We consider that a website must have a response time of 5 seconds maximum, and aim for an average response time of 2 to 3 seconds. Load balancing provides an easy way to achieve this, without compromising performance regardless of website sessions.

However, multiplying layers and services can slow down the overall user experience. For that reason, you should consider designing your solution with asynchronous communication mechanisms that rely on communication bus with AMQP (see RabbitMQ or Apache Kafka).

Redundancy

In order to guarantee your customers maximum availability whatever happens in a physical datacenter, you can benefit from our Regions and Subregions. For more information, see About Regions and Subregions.

What to Leverage

Infrastructure Architecture

Going to the Cloud enables you to use mechanisms such as Regions and Subregions and About Load Balancers to design a High Availability and a Load Distribution infrastructure without modifying your application stack.

Software Architecture

After designing your infrastructure, you can improve or design a new application according to rules that enable you to reach the state of the art of a clustered application. You can also design your software to be fault tolerant. For more information, see Netflix Chaos Monkey.

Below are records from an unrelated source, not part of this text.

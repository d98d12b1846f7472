//! Presentation view models: pagination, previews, widget state and rows.

use serde::{Deserialize, Serialize};

use crate::{
    AllergyRecord, DimensionRecord, DimensionSeries, NormalizedObservations, Projection, EM_DASH,
};

/// Page sizes offered by the chart paginator.
pub const PAGE_SIZES: [usize; 5] = [5, 10, 15, 20, 25];

pub const EMPTY_ALLERGY_MESSAGE: &str = "The patient's allergy history is not documented.";
pub const EMPTY_ALLERGY_ACTION: &str = "Add allergy history";

/// One page of a longer list. `page_number` is 1-based.
#[derive(Debug, Clone, Serialize, Deserialize, PartialEq)]
pub struct Page<T> {
    pub items: Vec<T>,
    pub page_number: usize,
    pub page_size: usize,
    pub total_items: usize,
    pub total_pages: usize,
}

impl<T: Clone> Page<T> {
    pub fn new(all: &[T], page_number: usize, page_size: usize) -> Self {
        let page_size = page_size.max(1);
        let total_items = all.len();
        let total_pages = total_items.div_ceil(page_size).max(1);
        let page_number = page_number.clamp(1, total_pages);
        let start = (page_number - 1) * page_size;
        let end = (start + page_size).min(total_items);

        Self {
            items: all.get(start..end).map(<[T]>::to_vec).unwrap_or_default(),
            page_number,
            page_size,
            total_items,
            total_pages,
        }
    }
}

impl<T> Page<T> {
    pub fn has_next(&self) -> bool {
        self.page_number < self.total_pages
    }

    pub fn has_previous(&self) -> bool {
        self.page_number > 1
    }

    /// `<items shown so far> / <total>`.
    pub fn label(&self) -> String {
        let shown = (self.page_number - 1) * self.page_size + self.items.len();
        format!("{shown} / {}", self.total_items)
    }
}

/// The first few rows of a card, with a "see all" affordance.
#[derive(Debug, Clone, Serialize, Deserialize, PartialEq)]
pub struct Preview<T> {
    pub items: Vec<T>,
    pub total: usize,
    pub see_all: bool,
}

impl<T: Clone> Preview<T> {
    /// `expanded` shows every row, as after clicking "see all".
    pub fn new(all: &[T], limit: usize, expanded: bool) -> Self {
        let shown = if expanded { all.len() } else { limit.min(all.len()) };
        Self {
            items: all[..shown].to_vec(),
            total: all.len(),
            see_all: shown < all.len(),
        }
    }
}

impl<T> Preview<T> {
    pub fn label(&self) -> String {
        format!("{} / {}", self.items.len(), self.total)
    }
}

/// Data that can render as an explicit "nothing recorded" state.
pub trait ViewData {
    fn has_data(&self) -> bool;
}

impl<T> ViewData for Vec<T> {
    fn has_data(&self) -> bool {
        !self.is_empty()
    }
}

impl<T> ViewData for Projection<T> {
    fn has_data(&self) -> bool {
        !self.records.is_empty()
    }
}

impl ViewData for DimensionSeries {
    fn has_data(&self) -> bool {
        !self.records.is_empty()
    }
}

impl ViewData for NormalizedObservations {
    fn has_data(&self) -> bool {
        !self.heights.is_empty() || !self.weights.is_empty()
    }
}

/// What a widget shows. `Failed` replaces an indefinite loading skeleton.
#[derive(Debug, Clone, Serialize, Deserialize, PartialEq, Default)]
#[serde(tag = "state", content = "data", rename_all = "snake_case")]
pub enum WidgetState<T> {
    #[default]
    Loading,
    Empty,
    Ready(T),
    Failed(String),
}

impl<T: ViewData> WidgetState<T> {
    pub fn from_data(data: T) -> Self {
        if data.has_data() {
            WidgetState::Ready(data)
        } else {
            WidgetState::Empty
        }
    }
}

impl<T> WidgetState<T> {
    pub fn is_loading(&self) -> bool {
        matches!(self, WidgetState::Loading)
    }

    pub fn data(&self) -> Option<&T> {
        match self {
            WidgetState::Ready(data) => Some(data),
            _ => None,
        }
    }
}

/// Row of the biometrics table.
#[derive(Debug, Clone, Serialize, Deserialize, PartialEq)]
pub struct BiometricRow {
    pub id: i64,
    pub date: String,
    pub weight: Option<f64>,
    pub height: Option<f64>,
    pub bmi: Option<f64>,
}

impl From<&DimensionRecord> for BiometricRow {
    fn from(record: &DimensionRecord) -> Self {
        Self {
            id: record.id,
            date: record.date.format("%d - %b - %Y").to_string(),
            weight: record.weight,
            height: record.height,
            bmi: record.bmi,
        }
    }
}

impl BiometricRow {
    pub fn cells(&self) -> [String; 4] {
        let cell = |value: Option<f64>| {
            value
                .map(|v| v.to_string())
                .unwrap_or_else(|| EM_DASH.to_string())
        };
        [
            self.date.clone(),
            cell(self.weight),
            cell(self.height),
            cell(self.bmi),
        ]
    }
}

/// Row of the detailed allergies table.
#[derive(Debug, Clone, Serialize, Deserialize, PartialEq)]
pub struct AllergyRow {
    pub id: String,
    pub allergen: String,
    pub criticality: String,
    /// High criticality rows are emphasised.
    pub highlighted: bool,
    pub manifestations: String,
    pub note: Option<String>,
    pub since: String,
    pub updated: String,
}

impl From<&AllergyRecord> for AllergyRow {
    fn from(record: &AllergyRecord) -> Self {
        Self {
            id: record.id.clone(),
            allergen: record.allergen_text.clone(),
            criticality: record.criticality.display_label().to_string(),
            highlighted: record.criticality.is_high(),
            manifestations: record.manifestation_text(),
            note: record.note.clone(),
            since: record.since_label(),
            updated: record.updated_label(),
        }
    }
}

/// Allergies card content: either rows or the empty state with its call to action.
#[derive(Debug, Clone, Serialize, Deserialize, PartialEq)]
#[serde(tag = "kind", rename_all = "snake_case")]
pub enum AllergyOverview {
    Empty { message: String, action: String },
    Rows { rows: Vec<AllergyRow> },
}

impl AllergyOverview {
    pub fn from_records(records: &[AllergyRecord]) -> Self {
        if records.is_empty() {
            AllergyOverview::Empty {
                message: EMPTY_ALLERGY_MESSAGE.to_string(),
                action: EMPTY_ALLERGY_ACTION.to_string(),
            }
        } else {
            AllergyOverview::Rows {
                rows: records.iter().map(AllergyRow::from).collect(),
            }
        }
    }
}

Infrastructure Architecture

Philosophy

The main thing to do is to install each service or application on a single virtual machine (VM) and create an OUTSCALE machine image (OMI) from it. This enables you to easily replicate a VM and deploy it several times. For more information, see Creating an OMI.

A single service needs to be provided by many VMs (see SPOF). A VM with a service is called a "node", and the collection of "nodes" providing a service is called a "cluster". For more information, see Computer Cluster Wikipedia.

Each cluster contains a load balancer that receives incoming traffic. Your VMs should never receive direct incoming traffic.

Best Practices

  • Run each of your critical services or jobs on a single VM, such as 3-tier pattern.

  • Make your infrastructure grow in scale out mode, not up scale mode, that is, you need to add nodes when overloading instead of resizing a single node.

  • Use several Subregions to guarantee your service.

Subnets and Security Group Isolation

Because Cloud Computing provides a philosophy of security by design, we use Nets and Subnets to logically isolate each business layer and your overall infrastructure to other infrastructures. For more information, see Creating and Managing Subnets in Your Net.

Three VMs are created from existing OUTSCALE machine images (OMIs). Each VM has its own dedicated security groups, and is placed in a Subnet dedicated to a single business logic.

The mechanism is consistent: for 1 business logic, you get 1 OMI, 1 Subnet and 1 security group. Elements discussed here appear in red in the graph below:

scr Resilient infra 1

Out Scaling

Instead of having one VM per service which is growing (more CPU, more RAM) that is called up scaling, we prefer to distribute the load across several machines. To do that, the load of each business layer is distributed through a load balancer. For more information, see Load Balancing Unit (LBU).
Databases can not be managed with Load Balancers.

Creating a Multi-Subregion Architecture

Based on existing OMIs, you can run multiple business nodes by replicating the previous infrastructure and crossing flows between load balancers and nodes. These elements appear in red in the graph below.

To create a resilient architecture ensuring redundancy and high-availability, we advise separating each horizontal layer (web server, intel, or database) in distinctive Subnets and in different Subregions.

The available Subregions per Region are listed in About Regions and Subregions.

  1. Create a first Net. For more information, see Creating a Net.

  2. Create a subnet in this Net in the Subregion A.
    For more information, see Creating a Subnet in a Net.

    In this example, we choose the Subregion A. You can choose any Subregion you want provided that the second Net is in a different Subregion.

  3. Create a second Net. For more information, see Creating a Net.

  4. Create a subnet in this second Net in the Subregion B.
    For more information, see Creating a Subnet in a Net.

    In this example, we choose the Subregion B. You can choose any Subregion as long as it is different from the Subregion you chose for the first Net.

  5. Create a Net peering between these 2 Nets. For more information, see Creating a Net Peering.

sch Resilientinfra

Go Further: Self-Healing and Reliability

We highly recommend using supervision tools, which enable you to terminate or run new nodes when one of them encounters a problem.